Sie kamen an Goldonis Haus vorbei, dann ging es scharf links und wieder rechts und geradeaus bis San Polo. Als sie auf den Campo gelangten, blieb Paola stehen und schaute über den weiten Platz. »Seltsam, wenn es hier so menschenleer ist.«

Brunetti liebte den Campo, hatte ihn schon als kleiner Junge geliebt, wegen der Bäume, die es dort gab, und weil der Platz so groß und offen war. SS Giovanni e Paolo war zu klein, außerdem stand das Reiterstandbild im Weg, und die Fußbälle landeten ständig im Kanal; Santa Margherita hatte eine seltsame Form, außerdem war es ihm da immer zu laut gewesen, und jetzt erst recht, seit der Platz in Mode gekommen war. Vielleicht liebte er den Campo San Polo deshalb so sehr, weil dort nicht so viel Kommerz getrieben wurde; nur an zwei Seiten lagen Geschäfte, die anderen hatten den Lockungen des Mammons widerstanden. Die Kirche natürlich nicht, dort nahm man jetzt Eintrittsgeld, [29] nachdem man entdeckt hatte, dass Schönheit einträglicher war als Tugend. Nicht dass es dort sonderlich viel zu sehen gab: ein paar Tintorettos, den Kreuzweg von Tiepolo und sonst noch allerlei.

Paola zog ihn am Arm. »Komm, Guido, es ist schon fast eins.«

Er akzeptierte den Waffenstillstand, den sie ihm damit anbot, und sie gingen einträchtig nach Hause.

Am nächsten Tag bekam Brunetti in der Questura einen Anruf von seinem Schwiegervater. Das war ungewöhnlich. Brunetti dankte ihm noch einmal für den Abend und wartete dann ab, was der Conte ihm zu sagen hatte.

»Nun, was meinst du?«, fragte der Conte.

»Wie bitte?«, fragte Brunetti zurück.

»Was hältst du von ihr?«

»Von Franca Marinello?«, fragte Brunetti und suchte seine Überraschung zu verbergen.

»Ja, natürlich.
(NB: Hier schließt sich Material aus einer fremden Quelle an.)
impl ReviewRun {
    pub fn run_id(&self) -> Uuid {
        self.run_id
    }

    /// Next event in feed order, or `None` after the terminal event.
    pub async fn next_event(&mut self) -> Option<ReviewEvent> {
        if self.finished {
            return None;
        }
        match self.events.recv().await {
            Some(event) => {
                if event.is_terminal() {
                    self.shutdown().await;
                }
                Some(event)
            }
            None => {
                error!(run_id = %self.run_id, "Event feed closed without a terminal event");
                self.shutdown().await;
                Some(ReviewEvent::run_error(
                    "Review run stopped without producing a result",
                    false,
                    None,
                ))
            }
        }
    }

    /// Abort every task and wait for each to unwind.
    pub async fn cancel(mut self) {
        if !self.finished {
            info!(run_id = %self.run_id, "Review run cancelled");
        }
        self.shutdown().await;
    }

    /// Drain the run to its terminal event.
    pub async fn collect(mut self) -> Vec<ReviewEvent> {
        let mut events = Vec::new();
        while let Some(event) = self.next_event().await {
            events.push(event);
        }
        events
    }

    pub fn into_stream(self) -> impl Stream<Item = ReviewEvent> {
        futures::stream::unfold(self, |mut run| async move {
            run.next_event().await.map(|event| (event, run))
        })
    }

    async fn shutdown(&mut self) {
        self.finished = true;
        self.tasks.abort_all();
        while self.tasks.join_next().await.is_some() {}
    }
}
Du hast doch den ganzen Abend mit ihr gesprochen.«

»Ich habe nicht gewusst, dass ich sie verhören sollte«, beteuerte Brunetti.

»Aber du hast es getan«, erwiderte der Conte spitz.
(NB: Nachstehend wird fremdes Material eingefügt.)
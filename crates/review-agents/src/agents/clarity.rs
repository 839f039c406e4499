//! Clarity agent: writing review over word-bounded chunks.

use std::sync::Arc;

use review_coordination::{
    chunk_by_words, CallRole, ChunkDescriptor, ChunkPosition, Document,
};

use super::briefing::Briefing;
use super::fan_out::{review_chunk, FanOut};
use super::AgentContext;
use crate::prompts;

#[derive(Debug, Clone, Copy)]
pub struct ClarityAgent {
    pub target_words: usize,
    pub context_sentences: usize,
}

impl ClarityAgent {
    pub fn new(target_words: usize, context_sentences: usize) -> Self {
        Self {
            target_words,
            context_sentences,
        }
    }

    pub fn chunks(&self, document: &Document) -> Vec<ChunkDescriptor> {
        chunk_by_words(document, self.target_words, self.context_sentences)
    }

    /// Launch one review call per chunk.
    pub fn fan_out(&self, ctx: &AgentContext, briefing: Arc<Briefing>) -> FanOut {
        let chunks = self.chunks(&ctx.document);
        let system: Arc<str> = prompts::steer(
            prompts::with_finding_rules(prompts::CLARITY_PREAMBLE),
            ctx.steering(),
        )
        .into();

        FanOut::spawn(chunks, |chunk| {
            let user = prompts::chunk_user(&briefing, &ctx.document, &chunk);
            review_chunk(
                ctx.clone(),
                CallRole::Clarity,
                system.clone(),
                user,
                ChunkPosition::new(chunk.index, chunk.total),
            )
        })
    }
}
//! Model Registry — which model serves each call role, and what it costs
//!
//! Every completion call is made under a [`CallRole`]. The registry maps each
//! role to a model id and each model id to a per-million-token price, so the
//! call substrate can stamp cost onto the metrics it records.

use std::collections::BTreeMap;
use std::fmt;
use std::str::FromStr;

use serde::{Deserialize, Serialize};

use crate::finding::AgentId;

/// Default model for most roles.
pub const DEFAULT_MODEL: &str = "claude-haiku-4-5";

/// Role under which a completion call is made.
///
/// Roles are finer than agents: the domain pipeline and the adversary panel
/// each make several kinds of call.
#[derive(Debug, Clone, Copy, PartialEq, Eq, PartialOrd, Ord, Hash, Serialize, Deserialize)]
#[serde(rename_all = "snake_case")]
pub enum CallRole {
    Briefing,
    Clarity,
    RigorFind,
    RigorRewrite,
    DomainTargets,
    DomainQueries,
    DomainSearch,
    DomainSynthesis,
    Adversary,
    PanelSeatA,
    PanelSeatB,
    PanelSeatC,
    PanelReconcile,
}

impl CallRole {
    pub fn all() -> &'static [CallRole] {
        &[
            CallRole::Briefing,
            CallRole::Clarity,
            CallRole::RigorFind,
            CallRole::RigorRewrite,
            CallRole::DomainTargets,
            CallRole::DomainQueries,
            CallRole::DomainSearch,
            CallRole::DomainSynthesis,
            CallRole::Adversary,
            CallRole::PanelSeatA,
            CallRole::PanelSeatB,
            CallRole::PanelSeatC,
            CallRole::PanelReconcile,
        ]
    }

    /// Agent the role's metrics are attributed to.
    pub fn agent(self) -> AgentId {
        match self {
            CallRole::Briefing => AgentId::Briefing,
            CallRole::Clarity => AgentId::Clarity,
            CallRole::RigorFind => AgentId::RigorFind,
            CallRole::RigorRewrite => AgentId::RigorRewrite,
            CallRole::DomainTargets
            | CallRole::DomainQueries
            | CallRole::DomainSearch
            | CallRole::DomainSynthesis => AgentId::Domain,
            CallRole::Adversary => AgentId::Adversary,
            CallRole::PanelSeatA
            | CallRole::PanelSeatB
            | CallRole::PanelSeatC
            | CallRole::PanelReconcile => AgentId::AdversaryPanel,
        }
    }

    /// The three panel seats, in seat order.
    pub fn panel_seats() -> [CallRole; 3] {
        [CallRole::PanelSeatA, CallRole::PanelSeatB, CallRole::PanelSeatC]
    }

    pub fn as_str(self) -> &'static str {
        match self {
            CallRole::Briefing => "briefing",
            CallRole::Clarity => "clarity",
            CallRole::RigorFind => "rigor_find",
            CallRole::RigorRewrite => "rigor_rewrite",
            CallRole::DomainTargets => "domain_targets",
            CallRole::DomainQueries => "domain_queries",
            CallRole::DomainSearch => "domain_search",
            CallRole::DomainSynthesis => "domain_synthesis",
            CallRole::Adversary => "adversary",
            CallRole::PanelSeatA => "panel_seat_a",
            CallRole::PanelSeatB => "panel_seat_b",
            CallRole::PanelSeatC => "panel_seat_c",
            CallRole::PanelReconcile => "panel_reconcile",
        }
    }
}

impl fmt::Display for CallRole {
    fn fmt(&self, f: &mut fmt::Formatter<'_>) -> fmt::Result {
        f.write_str(self.as_str())
    }
}

/// Error type for registry construction
#[derive(Debug, Clone, PartialEq, Eq, thiserror::Error)]
pub enum RegistryError {
    #[error("Unknown call role: {0}")]
    UnknownRole(String),
}

impl FromStr for CallRole {
    type Err = RegistryError;

    fn from_str(s: &str) -> Result<Self, Self::Err> {
        CallRole::all()
            .iter()
            .copied()
            .find(|role| role.as_str() == s)
            .ok_or_else(|| RegistryError::UnknownRole(s.to_string()))
    }
}

/// USD price per million tokens.
#[derive(Debug, Clone, Copy, PartialEq, Serialize, Deserialize)]
pub struct ModelPrice {
    pub input_per_mtok: f64,
    pub output_per_mtok: f64,
}

impl ModelPrice {
    pub const fn new(input_per_mtok: f64, output_per_mtok: f64) -> Self {
        Self {
            input_per_mtok,
            output_per_mtok,
        }
    }

    pub fn cost(&self, input_tokens: u64, output_tokens: u64) -> f64 {
        (input_tokens as f64 / 1_000_000.0) * self.input_per_mtok
            + (output_tokens as f64 / 1_000_000.0) * self.output_per_mtok
    }
}

/// TOML/JSON shape; role keys are checked on load.
#[derive(Deserialize)]
struct RegistryParts {
    #[serde(default)]
    models: BTreeMap<String, String>,
    #[serde(default)]
    prices: BTreeMap<String, ModelPrice>,
    #[serde(default)]
    default_price: Option<ModelPrice>,
}

/// Role → model routing plus the price table.
#[derive(Debug, Clone, PartialEq, Serialize, Deserialize)]
#[serde(try_from = "RegistryParts")]
pub struct ModelRegistry {
    models: BTreeMap<CallRole, String>,
    prices: BTreeMap<String, ModelPrice>,
    default_price: ModelPrice,
}

impl TryFrom<RegistryParts> for ModelRegistry {
    type Error = RegistryError;

    /// Missing roles and prices keep their defaults.
    fn try_from(parts: RegistryParts) -> Result<Self, Self::Error> {
        let mut registry = ModelRegistry::default();
        for (role, model) in parts.models {
            registry.models.insert(role.parse()?, model);
        }
        registry.prices.extend(parts.prices);
        if let Some(price) = parts.default_price {
            registry.default_price = price;
        }
        Ok(registry)
    }
}

impl ModelRegistry {
    /// Model serving a role.
    pub fn model_for(&self, role: CallRole) -> &str {
        self.models
            .get(&role)
            .map(String::as_str)
            .unwrap_or(DEFAULT_MODEL)
    }

    pub fn set_model(&mut self, role: CallRole, model: impl Into<String>) {
        self.models.insert(role, model.into());
    }

    /// Price for a model; unknown models use the default price.
    pub fn price(&self, model: &str) -> ModelPrice {
        self.prices.get(model).copied().unwrap_or(self.default_price)
    }

    pub fn cost_usd(&self, model: &str, input_tokens: u64, output_tokens: u64) -> f64 {
        self.price(model).cost(input_tokens, output_tokens)
    }
}

impl Default for ModelRegistry {
    fn default() -> Self {
        let mut models: BTreeMap<CallRole, String> = CallRole::all()
            .iter()
            .map(|role| (*role, DEFAULT_MODEL.to_string()))
            .collect();
        // Panel seats sit on different models so their critiques diverge.
        models.insert(CallRole::PanelSeatA, "claude-sonnet-4".to_string());
        models.insert(CallRole::PanelSeatB, "claude-opus-4".to_string());
        models.insert(CallRole::PanelReconcile, "claude-sonnet-4".to_string());

        let prices = [
            ("claude-haiku-4-5", ModelPrice::new(0.80, 4.00)),
            ("claude-sonnet-4", ModelPrice::new(3.00, 15.00)),
            ("claude-opus-4", ModelPrice::new(15.00, 75.00)),
        ]
        .into_iter()
        .map(|(model, price)| (model.to_string(), price))
        .collect();

        Self {
            models,
            prices,
            default_price: ModelPrice::new(3.00, 15.00),
        }
    }
}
»Leider nur über Cicero«, sagte Brunetti.

»Ja, ich weiß«, sagte der Conte, und Brunetti fragte sich, ob es tatsächlich Neid war, was er heraushörte.

»Worüber hast du denn mit ihrem Mann gesprochen?«, erkundigte sich Brunetti.

»Über Erdbaumaschinen«, sagte der Conte mit einem bemerkenswerten Mangel an Enthusiasmus, »und derlei [30] mehr.« Nach einer winzigen Pause fuhr er fort: »Cicero ist unendlich viel interessanter.«

Brunetti erinnerte sich, dass seine Ausgabe von Ciceros Reden ein Weihnachtsgeschenk des Conte gewesen war und dass dieser in seiner Widmung auf der Titelseite erklärt hatte, es handele sich um eins seiner Lieblingsbücher. »Aber?«, hakte er nach.

»Aber Cicero«, antwortete der Conte, »ist unter chinesischen Geschäftsleuten nicht besonders gefragt.« Er überdachte seine Bemerkung und fügte mit einem theatralischen Seufzer hinzu: »Vielleicht, weil er so wenig über Erdbaumaschinen zu sagen hatte.«

»Haben chinesische Geschäftsleute mehr zu sagen?«

Der Conte lachte. »Du kannst das Verhören wirklich nicht lassen, stimmt’s, Guido?« Bevor Brunetti protestieren konnte, sprach der Conte weiter: »Ja, die wenigen, die ich kenne, sind sehr daran interessiert, vor allem an Bulldozern. Genau wie Cataldo und genau wie sein Sohn – der Sohn aus seiner ersten Ehe –, der ihre Baumaschinenfirma leitet. Die Bauwirtschaft in China boomt wie verrückt, und die Firma bekommt mehr Aufträge, als sie abwickeln kann; und deshalb hat er mich gefragt, ob ich als Teilhaber mit beschränkter Haftung bei ihm einsteigen möchte.«

Brunetti hatte im Lauf der Jahre gelernt, auf alles, was sein Schwiegervater über seine Geschäfte verlauten ließ, mit Vorsicht zu reagieren, und so ließ er auch jetzt nur ein aufmerksames »Aha« vernehmen.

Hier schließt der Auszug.